### Data records
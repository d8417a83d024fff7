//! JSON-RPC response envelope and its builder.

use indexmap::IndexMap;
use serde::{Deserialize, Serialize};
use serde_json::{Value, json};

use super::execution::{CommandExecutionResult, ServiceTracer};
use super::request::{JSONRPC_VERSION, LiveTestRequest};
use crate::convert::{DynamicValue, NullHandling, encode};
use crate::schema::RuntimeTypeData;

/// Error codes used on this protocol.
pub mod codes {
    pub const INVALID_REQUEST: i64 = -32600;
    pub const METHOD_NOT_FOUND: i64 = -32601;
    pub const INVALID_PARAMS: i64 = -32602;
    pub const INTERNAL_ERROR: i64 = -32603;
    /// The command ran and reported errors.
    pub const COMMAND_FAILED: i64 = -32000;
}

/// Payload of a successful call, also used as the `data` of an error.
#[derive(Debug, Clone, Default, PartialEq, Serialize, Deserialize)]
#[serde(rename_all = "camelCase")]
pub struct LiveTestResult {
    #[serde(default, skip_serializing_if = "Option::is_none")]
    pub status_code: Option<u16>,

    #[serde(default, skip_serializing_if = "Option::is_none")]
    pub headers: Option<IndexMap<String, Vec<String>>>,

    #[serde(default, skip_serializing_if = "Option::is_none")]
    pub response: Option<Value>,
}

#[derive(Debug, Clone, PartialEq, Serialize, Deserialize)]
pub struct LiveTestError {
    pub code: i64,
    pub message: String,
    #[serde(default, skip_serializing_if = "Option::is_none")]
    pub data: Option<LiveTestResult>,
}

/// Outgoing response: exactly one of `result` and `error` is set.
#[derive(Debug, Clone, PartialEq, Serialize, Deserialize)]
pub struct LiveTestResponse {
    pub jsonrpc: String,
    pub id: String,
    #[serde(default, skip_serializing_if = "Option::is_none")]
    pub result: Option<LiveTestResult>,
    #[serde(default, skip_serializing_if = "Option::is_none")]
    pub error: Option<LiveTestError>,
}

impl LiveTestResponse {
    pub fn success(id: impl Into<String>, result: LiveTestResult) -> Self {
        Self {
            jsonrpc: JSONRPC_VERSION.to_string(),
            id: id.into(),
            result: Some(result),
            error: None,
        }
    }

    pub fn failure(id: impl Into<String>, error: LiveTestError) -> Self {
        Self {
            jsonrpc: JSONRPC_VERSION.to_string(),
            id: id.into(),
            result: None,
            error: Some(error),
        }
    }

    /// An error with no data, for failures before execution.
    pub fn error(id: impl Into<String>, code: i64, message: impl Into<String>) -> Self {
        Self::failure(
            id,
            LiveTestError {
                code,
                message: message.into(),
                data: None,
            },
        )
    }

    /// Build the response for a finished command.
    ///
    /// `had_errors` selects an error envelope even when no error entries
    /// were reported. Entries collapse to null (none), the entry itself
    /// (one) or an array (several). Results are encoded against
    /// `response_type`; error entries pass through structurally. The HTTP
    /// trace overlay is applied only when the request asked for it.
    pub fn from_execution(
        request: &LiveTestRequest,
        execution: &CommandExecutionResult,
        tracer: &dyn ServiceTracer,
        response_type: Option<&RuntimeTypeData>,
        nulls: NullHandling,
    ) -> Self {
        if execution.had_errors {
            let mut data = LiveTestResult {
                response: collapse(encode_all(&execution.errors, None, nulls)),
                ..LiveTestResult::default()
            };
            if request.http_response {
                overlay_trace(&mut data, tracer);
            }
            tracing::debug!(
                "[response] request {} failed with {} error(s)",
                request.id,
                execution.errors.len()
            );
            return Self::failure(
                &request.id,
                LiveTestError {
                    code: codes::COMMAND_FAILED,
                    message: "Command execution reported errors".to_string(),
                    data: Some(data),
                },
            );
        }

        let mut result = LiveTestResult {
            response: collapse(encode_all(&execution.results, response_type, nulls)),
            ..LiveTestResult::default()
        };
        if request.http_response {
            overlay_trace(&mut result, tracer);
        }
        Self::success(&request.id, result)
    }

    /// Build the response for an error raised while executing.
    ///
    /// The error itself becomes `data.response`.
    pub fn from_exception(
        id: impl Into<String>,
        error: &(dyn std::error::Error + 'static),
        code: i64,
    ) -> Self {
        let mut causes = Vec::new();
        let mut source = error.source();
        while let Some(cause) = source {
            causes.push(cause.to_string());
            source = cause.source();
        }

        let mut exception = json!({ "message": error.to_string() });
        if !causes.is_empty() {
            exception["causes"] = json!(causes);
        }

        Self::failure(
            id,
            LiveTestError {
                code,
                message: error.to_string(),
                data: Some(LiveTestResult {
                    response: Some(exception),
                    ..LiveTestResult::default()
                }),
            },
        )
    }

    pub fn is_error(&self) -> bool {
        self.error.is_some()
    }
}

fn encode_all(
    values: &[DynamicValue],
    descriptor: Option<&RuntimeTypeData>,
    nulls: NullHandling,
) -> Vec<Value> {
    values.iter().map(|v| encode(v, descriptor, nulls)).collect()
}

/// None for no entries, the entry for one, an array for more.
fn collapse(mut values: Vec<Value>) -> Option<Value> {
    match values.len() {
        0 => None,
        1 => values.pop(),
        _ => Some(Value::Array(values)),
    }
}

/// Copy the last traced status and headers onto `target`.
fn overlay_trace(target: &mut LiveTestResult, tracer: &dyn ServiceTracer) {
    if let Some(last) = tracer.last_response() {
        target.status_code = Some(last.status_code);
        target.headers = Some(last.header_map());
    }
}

### Required work
The answer should be only the number of lines in the data that contain the string "headers".

### Final answer
3